─── Dataset records ───

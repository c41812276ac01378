//! FEN-to-Board parser.
//!
//! Builds a fully-initialized board from a Forsyth-Edwards Notation string.
//! FEN carries castling rights where the board carries `has_moved` flags, so
//! kings and rooks start out as moved and only the pieces a right names are
//! marked unmoved. Pawns are unmoved exactly when they stand on their start
//! rank.

use crate::errors::{ArbiterError, ArbiterResult};
use crate::game_state::chess_rules::{KINGSIDE_ROOK_FILE, KING_START_FILE, QUEENSIDE_ROOK_FILE};
use crate::game_state::chess_types::*;
use crate::utils::algebraic::algebraic_to_square;

fn fen_error(msg: impl Into<String>) -> ArbiterError {
    ArbiterError::InvalidFen(msg.into())
}

pub fn parse_fen(fen: &str) -> ArbiterResult<Board> {
    let mut parts = fen.split_whitespace();

    let board_part = parts.next().ok_or_else(|| fen_error("missing board layout"))?;
    let side_part = parts.next().ok_or_else(|| fen_error("missing side-to-move"))?;
    let castling_part = parts.next().ok_or_else(|| fen_error("missing castling rights"))?;
    let en_passant_part = parts.next().ok_or_else(|| fen_error("missing en-passant square"))?;
    let halfmove_part = parts.next().ok_or_else(|| fen_error("missing halfmove clock"))?;
    let fullmove_part = parts.next().ok_or_else(|| fen_error("missing fullmove number"))?;

    if parts.next().is_some() {
        return Err(fen_error("extra trailing fields"));
    }

    let mut squares = parse_board(board_part)?;
    let side_to_move = parse_side_to_move(side_part)?;
    apply_castling_rights(castling_part, &mut squares)?;
    let en_passant = parse_en_passant_square(en_passant_part)?;
    halfmove_part
        .parse::<u16>()
        .map_err(|_| fen_error(format!("invalid halfmove clock: {halfmove_part}")))?;
    let fullmove = fullmove_part
        .parse::<u16>()
        .map_err(|_| fen_error(format!("invalid fullmove number: {fullmove_part}")))?;

    for color in [Color::Light, Color::Dark] {
        let kings = Square::all()
            .filter(|square| {
                matches!(
                    piece_at(&squares, *square),
                    Some(Piece { kind: PieceKind::King, color: c, .. }) if c == color
                )
            })
            .count();
        if kings != 1 {
            return Err(fen_error(format!(
                "{} must have exactly one king, found {kings}",
                color.name()
            )));
        }
    }

    let move_count = match side_to_move {
        Color::Light => fullmove.saturating_sub(1),
        Color::Dark => fullmove,
    };

    Ok(Board::from_parts(squares, side_to_move, en_passant, move_count))
}

fn parse_board(board_part: &str) -> ArbiterResult<Grid> {
    let ranks: Vec<&str> = board_part.split('/').collect();
    if ranks.len() != 8 {
        return Err(fen_error("board layout must contain 8 ranks"));
    }

    let mut squares: Grid = [[None; 8]; 8];

    // FEN lists the eighth rank first, which is rank index 0 here.
    for (rank, rank_str) in ranks.iter().enumerate() {
        let mut file = 0usize;

        for ch in rank_str.chars() {
            if let Some(empty_count) = ch.to_digit(10) {
                let step = empty_count as usize;
                if !(1..=8).contains(&step) {
                    return Err(fen_error(format!("invalid empty-square count '{ch}'")));
                }
                file += step;
                continue;
            }

            let (color, kind) = piece_from_fen_char(ch)
                .ok_or_else(|| fen_error(format!("invalid piece character '{ch}'")))?;

            if file >= 8 {
                return Err(fen_error("board rank has too many files"));
            }

            let mut piece = Piece::new(kind, color);
            piece.has_moved = match kind {
                PieceKind::Pawn => rank != color.pawn_rank(),
                PieceKind::King | PieceKind::Rook => true,
                _ => false,
            };
            squares[rank][file] = Some(piece);
            file += 1;
        }

        if file != 8 {
            return Err(fen_error("board rank does not sum to 8 files"));
        }
    }

    Ok(squares)
}

fn parse_side_to_move(side_part: &str) -> ArbiterResult<Color> {
    match side_part {
        "w" => Ok(Color::Light),
        "b" => Ok(Color::Dark),
        _ => Err(fen_error(format!("invalid side-to-move field: {side_part}"))),
    }
}

fn apply_castling_rights(castling_part: &str, squares: &mut Grid) -> ArbiterResult<()> {
    if castling_part == "-" {
        return Ok(());
    }

    for ch in castling_part.chars() {
        let (color, rook_file) = match ch {
            'K' => (Color::Light, KINGSIDE_ROOK_FILE),
            'Q' => (Color::Light, QUEENSIDE_ROOK_FILE),
            'k' => (Color::Dark, KINGSIDE_ROOK_FILE),
            'q' => (Color::Dark, QUEENSIDE_ROOK_FILE),
            _ => return Err(fen_error(format!("invalid castling rights character: {ch}"))),
        };

        let rank = color.back_rank();
        for (file, kind) in [(KING_START_FILE, PieceKind::King), (rook_file, PieceKind::Rook)] {
            match squares[rank][file].as_mut() {
                Some(piece) if piece.kind == kind && piece.color == color => {
                    piece.has_moved = false;
                }
                _ => {
                    return Err(fen_error(format!(
                        "castling right '{ch}' without {kind:?} on its home square"
                    )))
                }
            }
        }
    }

    Ok(())
}

fn parse_en_passant_square(en_passant_part: &str) -> ArbiterResult<Option<Square>> {
    if en_passant_part == "-" {
        return Ok(None);
    }

    let square = algebraic_to_square(en_passant_part)
        .map_err(|_| fen_error(format!("invalid en-passant square: {en_passant_part}")))?;
    Ok(Some(square))
}

fn piece_from_fen_char(ch: char) -> Option<(Color, PieceKind)> {
    let color = if ch.is_ascii_uppercase() {
        Color::Light
    } else if ch.is_ascii_lowercase() {
        Color::Dark
    } else {
        return None;
    };

    let kind = match ch.to_ascii_lowercase() {
        'p' => PieceKind::Pawn,
        'n' => PieceKind::Knight,
        'b' => PieceKind::Bishop,
        'r' => PieceKind::Rook,
        'q' => PieceKind::Queen,
        'k' => PieceKind::King,
        _ => return None,
    };

    Some((color, kind))
}

#[cfg(test)]
mod tests {
    use super::parse_fen;
    use crate::game_state::chess_rules::STARTING_POSITION_FEN;
    use crate::game_state::chess_types::*;
    use crate::utils::algebraic::algebraic_to_square;
    use crate::utils::render_game_state::render_board;

    fn sq(name: &str) -> Square {
        algebraic_to_square(name).expect("test square should parse")
    }

    #[test]
    fn parse_starting_fen_and_render_board() {
        let board = parse_fen(STARTING_POSITION_FEN).expect("starting FEN should parse");

        println!("\n{}", render_board(&board, Orientation::LightBottom));

        assert_eq!(board.side_to_move(), Color::Light);
        assert_eq!(board.move_count(), 0);
        assert_eq!(board.grid(), Board::new().grid());
    }

    #[test]
    fn castling_rights_drive_moved_flags() {
        let board = parse_fen("r3k2r/8/8/8/8/8/8/R3K2R w Kq - 0 1").expect("FEN should parse");
        let moved = |name: &str| board.piece_at(sq(name)).map(|p| p.has_moved);

        assert_eq!(moved("e1"), Some(false));
        assert_eq!(moved("h1"), Some(false));
        assert_eq!(moved("a1"), Some(true));
        assert_eq!(moved("e8"), Some(false));
        assert_eq!(moved("a8"), Some(false));
        assert_eq!(moved("h8"), Some(true));
    }

    #[test]
    fn pawns_off_their_start_rank_have_moved() {
        let board = parse_fen("4k3/8/8/8/4P3/8/3P4/4K3 w - - 0 1").expect("FEN should parse");
        assert_eq!(board.piece_at(sq("d2")).map(|p| p.has_moved), Some(false));
        assert_eq!(board.piece_at(sq("e4")).map(|p| p.has_moved), Some(true));
    }

    #[test]
    fn rejects_malformed_records() {
        assert!(parse_fen("").is_err());
        assert!(parse_fen("8/8/8/8/8/8/8/8 w - - 0 1").is_err(), "no kings");
        assert!(parse_fen("4k3/8/8/8/8/8/8/4K3 x - - 0 1").is_err());
        assert!(parse_fen("4k3/8/8/8/8/8/8/4K3 w K - 0 1").is_err(), "right without rook");
        assert!(parse_fen("4k3/8/8/8/8/8/8/4K2 w - - 0 1").is_err());
        assert!(parse_fen("4k3/8/8/8/8/8/8/4K3 w - z9 0 1").is_err());
        assert!(parse_fen("4k3/8/8/8/8/8/8/4K3 w - - 0 1 extra").is_err());
    }

    #[test]
    fn dark_to_move_keeps_the_move_number() {
        let board = parse_fen("4k3/8/8/8/8/8/8/4K3 b - - 0 12").expect("FEN should parse");
        assert_eq!(board.side_to_move(), Color::Dark);
        assert_eq!(board.move_count(), 12);
    }
}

───

§ Task to carry out:
Transcribe, exactly as written, all lines of the entries above from the first to the one containing "let side_part = parts.next().ok_or_else(||", and no more.

§ Answer below:
repository c41812276ac01378
//! FEN-to-Board parser.
//!
//! Builds a fully-initialized board from a Forsyth-Edwards Notation string.
//! FEN carries castling rights where the board carries `has_moved` flags, so
//! kings and rooks start out as moved and only the pieces a right names are
//! marked unmoved. Pawns are unmoved exactly when they stand on their start
//! rank.

use crate::errors::{ArbiterError, ArbiterResult};
use crate::game_state::chess_rules::{KINGSIDE_ROOK_FILE, KING_START_FILE, QUEENSIDE_ROOK_FILE};
use crate::game_state::chess_types::*;
use crate::utils::algebraic::algebraic_to_square;

fn fen_error(msg: impl Into<String>) -> ArbiterError {
    ArbiterError::InvalidFen(msg.into())
}

pub fn parse_fen(fen: &str) -> ArbiterResult<Board> {
    let mut parts = fen.split_whitespace();

    let board_part = parts.next().ok_or_else(|| fen_error("missing board layout"))?;
    let side_part = parts.next().ok_or_else(|| fen_error("missing side-to-move"))?;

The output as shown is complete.